Aim of the task:
Look through the material and copy each line holding "ConversationState".

Information:
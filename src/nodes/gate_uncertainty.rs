//! Confidence gate over the classifier's metrics.

use async_trait::async_trait;
use tracing::{info, instrument};

use crate::config::GatePolicy;
use crate::graph::TurnNode;
use crate::types::{
  ConversationState, GateDecision, GateScratch, Namespace, NodeDelta,
};

/// Pure accept/review decision over a probability distribution's metrics.
#[instrument(level = "trace")]
pub fn gate_decision(
  policy: GatePolicy,
  threshold: f64,
  p1: f64,
  p2: f64,
  entropy: f64,
) -> GateDecision {
  let accept = match policy {
    GatePolicy::Confidence => p1 >= threshold,
    GatePolicy::Margin => p1 - p2 >= threshold,
    GatePolicy::Entropy => entropy <= threshold,
  };
  if accept {
    GateDecision::Accept
  } else {
    GateDecision::Review
  }
}

pub struct GateUncertaintyNode {
  policy: GatePolicy,
  threshold: f64,
}

impl GateUncertaintyNode {
  pub fn new(policy: GatePolicy, threshold: f64) -> Self {
    Self { policy, threshold }
  }
}

#[async_trait]
impl TurnNode for GateUncertaintyNode {
  fn owns(&self) -> &'static [Namespace] {
    &[Namespace::Gate]
  }

  async fn run(&self, state: &ConversationState) -> NodeDelta {
    // A failed or missing classification never passes the gate.
    let decision = match state.scratch.classifier.as_ref() {
      Some(c) if c.status.is_ok() && c.predicted.is_some() => {
        gate_decision(self.policy, self.threshold, c.p1, c.p2, c.entropy)
      }
      _ => GateDecision::Review,
    };
    info!(?decision, policy = ?self.policy, threshold = self.threshold, "gate evaluated");
    let mut delta = NodeDelta::default();
    delta.scratch.gate = Some(GateScratch { decision });
    delta
  }
}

Answer to the exercise:
  ConversationState, GateDecision, GateScratch, Namespace, NodeDelta,
  async fn run(&self, state: &ConversationState) -> NodeDelta {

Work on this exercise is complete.